EV charging infrastructure can become a revenue source for commercial fleet operators and truck dealerships thanks to a new incentive programme.

18/04/2024

The Association of Fleet Professionals (AFP) is currently exploring ways that its members such as DPD and Royal Mail can share the EV charging infrastructure at their depots. Reciprocal arrangements where operators can use each other’s charge points can help improve productivity, extend EV range, and reduce costs.

However, van and truck operators can also easily monetise their chargers, according to energy storage experts, Connected Energy.

The new Demand Flexibility Service (DFS) from the National Grid incentivises businesses to reduce their demand on the grid during peak periods. This means that companies can get paid for using less energy. The aim is to help the electricity network to flatten out spikes and significantly reduces the risk of blackouts.

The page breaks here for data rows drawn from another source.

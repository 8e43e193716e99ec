use serde::{Deserialize, Serialize};
use ts_rs::TS;

use crate::PlayerId;

#[derive(Debug, Clone, PartialEq, Eq, Serialize, Deserialize, TS, thiserror::Error)]
#[ts(export)]
pub enum GameError {
    #[error("invalid configuration: {reason}")]
    InvalidConfiguration { reason: String },
    #[error("unknown category: {category}")]
    UnknownCategory { category: String },
    #[error("word bank has no categories")]
    EmptyWordBank,
    #[error("category {category} has no words")]
    EmptyCategory { category: String },
    #[error("a player named {name} is already in the roster")]
    DuplicatePlayer { name: String },
    #[error("player name must not be blank")]
    BlankPlayerName,
    #[error("player {player_id} not found")]
    PlayerNotFound { player_id: PlayerId },
    #[error("malformed word bank: {message}")]
    WordBankFormat { message: String },
}

impl GameError {
    pub fn invalid_configuration(reason: impl Into<String>) -> Self {
        GameError::InvalidConfiguration {
            reason: reason.into(),
        }
    }
}
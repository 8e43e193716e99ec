use game_types::Player;
use tracing::warn;

use crate::RandomSource;

/// Uniform Fisher–Yates shuffle.
pub fn shuffle<T, R: RandomSource + ?Sized>(items: &mut [T], rng: &mut R) {
    for i in (1..items.len()).rev() {
        let j = rng.next_index(i + 1);
        items.swap(i, j);
    }
}

/// Weighted sampling without replacement.
///
/// The pool is shuffled once, then each of the `count` draws walks the
/// remaining candidates subtracting their weight from a uniform value in
/// `[0, total)` until the remainder reaches zero. If float drift leaves no
/// candidate selected, the last one in the pool is taken.
///
/// `count` must be smaller than `players.len()`; the result is truncated
/// rather than panicking if the pool runs dry.
pub fn select_impostors<'a, F, R>(
    players: &'a [Player],
    count: usize,
    mut weight: F,
    rng: &mut R,
) -> Vec<&'a Player>
where
    F: FnMut(&Player) -> f64,
    R: RandomSource + ?Sized,
{
    let mut pool: Vec<&Player> = players.iter().collect();
    shuffle(&mut pool, rng);

    let mut chosen = Vec::with_capacity(count);
    while chosen.len() < count && !pool.is_empty() {
        let weights: Vec<f64> = pool.iter().map(|p| weight(p)).collect();
        let total: f64 = weights.iter().sum();
        let mut remainder = rng.next_f64() * total;

        let picked = weights.iter().position(|w| {
            remainder -= w;
            remainder <= 0.0
        });

        let index = picked.unwrap_or_else(|| {
            warn!("Weighted draw fell through (total {}), taking last candidate", total);
            pool.len() - 1
        });
        chosen.push(pool.remove(index));
    }

    chosen
}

EV chargers add significant load to the grid – and this will grow as more high-capacity chargers are deployed to service trucks and buses, or to rapid charge cars and vans. However, by pairing these chargers with a battery energy storage system (BESS), fleets can still charge their EVs while also reducing the amount of grid energy they consume during peak periods.

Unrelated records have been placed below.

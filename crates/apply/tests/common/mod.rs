#![allow(dead_code)]

use std::collections::BTreeMap;
use std::path::{Path, PathBuf};
use std::sync::Mutex;
use std::time::Duration;

use futures::StreamExt;
use wl_core::{
    ClientError, Condition, Identity, LogTailer, SourcePublisher, TailRequest, WatchEvent, WatchStream, Workload, WorkloadClient,
    WorkloadStatus, READY_CONDITION,
};

#[derive(Debug, Clone, Copy, PartialEq, Eq)]
pub enum Call {
    Get,
    Create,
    Update,
    Watch,
}

#[derive(Debug, Clone)]
pub enum Failure {
    Conflict,
    Other(String),
}

impl Failure {
    fn into_error(self) -> ClientError {
        match self {
            Failure::Conflict => ClientError::Conflict("induced conflict".into()),
            Failure::Other(msg) => ClientError::Other(anyhow::anyhow!(msg)),
        }
    }
}

/// In-memory cluster: records every call, can induce write failures and
/// replays a scripted watch.
#[derive(Default)]
pub struct FakeClient {
    objects: Mutex<BTreeMap<Identity, Workload>>,
    calls: Mutex<Vec<Call>>,
    fail_create: Mutex<Option<Failure>>,
    fail_update: Mutex<Option<Failure>>,
    events: Mutex<Vec<Result<WatchEvent, String>>>,
    /// Keep the watch open after the scripted events.
    hold_open: Mutex<bool>,
}

impl FakeClient {
    pub fn new() -> Self {
        Self::default()
    }

    pub fn with_object(self, w: Workload) -> Self {
        let id = w.identity().expect("fixture has identity");
        self.objects.lock().unwrap().insert(id, w);
        self
    }

    pub fn fail_create(self, f: Failure) -> Self {
        *self.fail_create.lock().unwrap() = Some(f);
        self
    }

    pub fn fail_update(self, f: Failure) -> Self {
        *self.fail_update.lock().unwrap() = Some(f);
        self
    }

    pub fn with_events(self, events: Vec<Result<WatchEvent, String>>, hold_open: bool) -> Self {
        *self.events.lock().unwrap() = events;
        *self.hold_open.lock().unwrap() = hold_open;
        self
    }

    pub fn calls(&self) -> Vec<Call> {
        self.calls.lock().unwrap().clone()
    }

    pub fn writes(&self) -> usize {
        self.calls().iter().filter(|c| matches!(c, Call::Create | Call::Update)).count()
    }

    pub fn stored(&self, id: &Identity) -> Option<Workload> {
        self.objects.lock().unwrap().get(id).cloned()
    }

    fn record(&self, c: Call) {
        self.calls.lock().unwrap().push(c);
    }
}

#[async_trait::async_trait]
impl WorkloadClient for FakeClient {
    async fn get(&self, id: &Identity) -> Result<Workload, ClientError> {
        self.record(Call::Get);
        self.stored(id).ok_or_else(|| ClientError::NotFound(id.clone()))
    }

    async fn create(&self, workload: &Workload) -> Result<Workload, ClientError> {
        self.record(Call::Create);
        if let Some(f) = self.fail_create.lock().unwrap().take() {
            return Err(f.into_error());
        }
        let mut created = workload.clone();
        created.metadata.resource_version = Some("1".into());
        let id = created.identity().expect("identity");
        self.objects.lock().unwrap().insert(id, created.clone());
        Ok(created)
    }

    async fn update(&self, workload: &Workload) -> Result<Workload, ClientError> {
        self.record(Call::Update);
        if let Some(f) = self.fail_update.lock().unwrap().take() {
            return Err(f.into_error());
        }
        let mut updated = workload.clone();
        let next = updated.metadata.resource_version.as_deref().and_then(|v| v.parse::<u64>().ok()).unwrap_or(0) + 1;
        updated.metadata.resource_version = Some(next.to_string());
        let id = updated.identity().expect("identity");
        self.objects.lock().unwrap().insert(id, updated.clone());
        Ok(updated)
    }

    async fn watch(&self, _id: &Identity) -> Result<WatchStream, ClientError> {
        self.record(Call::Watch);
        let events: Vec<_> = self.events.lock().unwrap().drain(..).collect();
        let hold_open = *self.hold_open.lock().unwrap();
        let s = async_stream::stream! {
            for ev in events {
                yield ev.map_err(|msg| ClientError::Other(anyhow::anyhow!(msg)));
            }
            if hold_open {
                futures::future::pending::<()>().await;
            }
        };
        Ok(s.boxed())
    }
}

/// Records requests; optionally fails right away, otherwise tails forever.
#[derive(Default)]
pub struct FakeTailer {
    pub requests: Mutex<Vec<TailRequest>>,
    pub fail: bool,
}

#[async_trait::async_trait]
impl LogTailer for FakeTailer {
    async fn tail(&self, req: TailRequest) -> anyhow::Result<()> {
        self.requests.lock().unwrap().push(req);
        if self.fail {
            anyhow::bail!("no pods to tail");
        }
        futures::future::pending::<()>().await;
        Ok(())
    }
}

pub const SOURCE_DIGEST: &str = "sha256:978be33a7f0cbe89bf48fbb438846047a28e1298d6d10d0de2d64bdab6a34aa1";

/// Records pushes and answers with `image@SOURCE_DIGEST`.
#[derive(Default)]
pub struct FakePublisher {
    pub pushed: Mutex<Vec<(PathBuf, String)>>,
    pub fail: bool,
}

#[async_trait::async_trait]
impl SourcePublisher for FakePublisher {
    async fn publish(&self, dir: &Path, image: &str) -> anyhow::Result<String> {
        self.pushed.lock().unwrap().push((dir.to_path_buf(), image.to_string()));
        if self.fail {
            anyhow::bail!("UNAUTHORIZED: authentication required");
        }
        Ok(format!("{}@{}", image, SOURCE_DIGEST))
    }
}

pub fn id() -> Identity {
    Identity::new("default", "my-workload")
}

pub fn existing_image() -> Workload {
    let mut w = Workload::new(&id());
    w.metadata.resource_version = Some("999".into());
    w.spec.image = Some("ubuntu:bionic".into());
    w
}

pub fn with_ready(mut w: Workload, status: &str) -> Workload {
    w.status = Some(WorkloadStatus {
        conditions: vec![Condition {
            condition_type: READY_CONDITION.into(),
            status: status.into(),
            reason: Some("OopsieDoodle".into()),
            message: Some("a hopefully informative message about what went wrong".into()),
            ..Default::default()
        }],
        ..Default::default()
    });
    w
}

pub fn ready_event(status: &str) -> Result<WatchEvent, String> {
    Ok(WatchEvent::modified(with_ready(existing_image(), status)))
}

pub const SHORT: Duration = Duration::from_millis(50);
//! wl core types: the Workload model, its identity, and the traits the
//! apply pipeline uses to talk to a cluster.

#![forbid(unsafe_code)]

pub mod client;
pub mod workload;

pub use client::{ClientError, EventKind, LogTailer, SourcePublisher, TailRequest, WatchEvent, WatchStream, WorkloadClient};
pub use workload::{
    Condition, EnvVar, GitRef, GitSource, Identity, ObjectMeta, Param, ResourceRequirements, ServiceClaim,
    ServiceClaimRef, Source, Workload, WorkloadBuild, WorkloadSpec, WorkloadStatus,
};

pub const API_VERSION: &str = "carto.run/v1alpha1";
pub const KIND: &str = "Workload";
pub const DEFAULT_NAMESPACE: &str = "default";

/// Condition type the control plane uses to report workload health.
pub const READY_CONDITION: &str = "Ready";

/// Label stamped on everything the supply chain creates for a workload.
pub const WORKLOAD_NAME_LABEL: &str = "carto.run/workload-name";
pub const WORKLOAD_TYPE_LABEL: &str = "apps.tanzu.vmware.com/workload-type";
pub const APP_PART_OF_LABEL: &str = "app.kubernetes.io/part-of";
pub const SERVICE_CLAIMS_ANNOTATION: &str = "serviceclaims.supplychain.apps.x-tanzu.vmware.com/extensions";

pub mod prelude {
    pub use super::{ClientError, Identity, Workload, WorkloadClient, READY_CONDITION};
}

“This could be a real game-changer for fleets,” said Nigel Dent, head of sales at leading BESS provider Connected Energy. “The modelling we’ve already seen for truck depots and HGV service centres indicates that companies could earn up to £15,000 a year by using a BESS to participate in DFS and other schemes.”

DFS runs each winter from November to March, with National Grid designating at least 12 periods of time known as ‘events’, when it will ask participants to stop drawing energy from the network. These will occur at times when demand is exceptionally high, usually between 4pm – 7pm.

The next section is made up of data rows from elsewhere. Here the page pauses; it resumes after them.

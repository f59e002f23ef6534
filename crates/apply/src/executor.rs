//! Create / update / no-op decision and the single cluster write.

use std::time::Instant;

use metrics::{counter, histogram};
use tracing::{info, warn};
use wl_core::{ClientError, Workload, WorkloadClient};

use crate::diff::DiffRecord;
use crate::error::ApplyError;

#[derive(Debug, Clone, Copy, PartialEq, Eq)]
pub enum Intent {
    Create,
    Update,
}

impl Intent {
    pub fn verb(self) -> &'static str {
        match self {
            Intent::Create => "create",
            Intent::Update => "update",
        }
    }

    pub fn title(self) -> &'static str {
        match self {
            Intent::Create => "Create",
            Intent::Update => "Update",
        }
    }
}

#[derive(Debug, Clone, PartialEq)]
pub enum ApplyOutcome {
    /// Server copy, including defaulted fields.
    Created(Workload),
    Updated(Workload),
    NoOp,
    /// Dry run: what would have been submitted.
    DryRun { intent: Intent, target: Workload },
    Conflict(String),
    Failed(String),
}

impl ApplyOutcome {
    pub fn is_submitted(&self) -> bool {
        matches!(self, ApplyOutcome::Created(_) | ApplyOutcome::Updated(_))
    }

    pub fn workload(&self) -> Option<&Workload> {
        match self {
            ApplyOutcome::Created(w) | ApplyOutcome::Updated(w) => Some(w),
            ApplyOutcome::DryRun { target, .. } => Some(target),
            _ => None,
        }
    }

    /// Terminal status line for successful outcomes.
    pub fn status_line(&self) -> Option<String> {
        match self {
            ApplyOutcome::Created(w) => Some(format!("Created workload {:?}", w.name())),
            ApplyOutcome::Updated(w) => Some(format!("Updated workload {:?}", w.name())),
            ApplyOutcome::NoOp => Some("Workload is unchanged, skipping update".to_string()),
            _ => None,
        }
    }
}

#[derive(Debug, Clone, Copy, Default)]
pub struct ApplyOptions {
    pub dry_run: bool,
    /// False when an interactive confirmation was required and declined.
    pub confirmed: bool,
}

/// The intent `apply` would act on, or `None` for a no-op.
pub fn intent(existing: Option<&Workload>, diff: &DiffRecord) -> Option<Intent> {
    match existing {
        None => Some(Intent::Create),
        Some(_) if diff.is_empty() => None,
        Some(_) => Some(Intent::Update),
    }
}

/// At most one `create` or `update` call; none for no-op, dry run or abort.
pub async fn apply<C>(
    client: &C,
    existing: Option<&Workload>,
    target: &Workload,
    diff: &DiffRecord,
    opts: ApplyOptions,
) -> Result<ApplyOutcome, ApplyError>
where
    C: WorkloadClient + ?Sized,
{
    let id = target
        .identity()
        .ok_or_else(|| ApplyError::validation("target workload has no name or namespace"))?;
    let Some(intent) = intent(existing, diff) else {
        info!(workload = %id, "workload unchanged");
        return Ok(ApplyOutcome::NoOp);
    };
    if opts.dry_run {
        info!(workload = %id, intent = intent.verb(), "dry run, nothing submitted");
        return Ok(ApplyOutcome::DryRun { intent, target: target.clone() });
    }
    if !opts.confirmed {
        return Err(ApplyError::AbortedByUser(id));
    }

    let t0 = Instant::now();
    counter!("apply_attempts", 1u64);
    let res = match intent {
        Intent::Create => client.create(target).await,
        Intent::Update => client.update(target).await,
    };
    histogram!("apply_latency_ms", t0.elapsed().as_secs_f64() * 1000.0);

    let outcome = match (intent, res) {
        (Intent::Create, Ok(w)) => ApplyOutcome::Created(w),
        (Intent::Update, Ok(w)) => ApplyOutcome::Updated(w),
        (Intent::Update, Err(ClientError::Conflict(msg))) => {
            counter!("apply_conflict", 1u64);
            warn!(workload = %id, %msg, "update rejected: stale resourceVersion");
            return Ok(ApplyOutcome::Conflict(msg));
        }
        (_, Err(e)) => {
            counter!("apply_err", 1u64);
            warn!(workload = %id, intent = intent.verb(), error = %e, "submission failed");
            return Ok(ApplyOutcome::Failed(e.to_string()));
        }
    };
    counter!("apply_ok", 1u64);
    info!(workload = %id, intent = intent.verb(), "submitted");
    Ok(outcome)
}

Each event could last up to four hours, but a business doesn’t have to participate for the full duration and the minimum length is 30 minutes per event. They get paid for the length of time they take part and the amount by which their energy consumption is reduced. National Grid has quoted this as £3,000 per megawatt-hour (MWH).

“Commercial fleet operators and truck dealerships are going to have to install high-capacity charging stations to support the transition to electric vans and HGVS,” added Nigel. “By pairing them with a BESS and taking part in these flexibility initiatives, they can transform this from a necessary expense into a return on investment.”

Connected Energy designs and produces E-STOR, which uses batteries from end-of-life EVs and gives them a second life in energy storage. These 300kW systems are used across Europe to support EV charging, generate revenue, and optimise on-site renewables.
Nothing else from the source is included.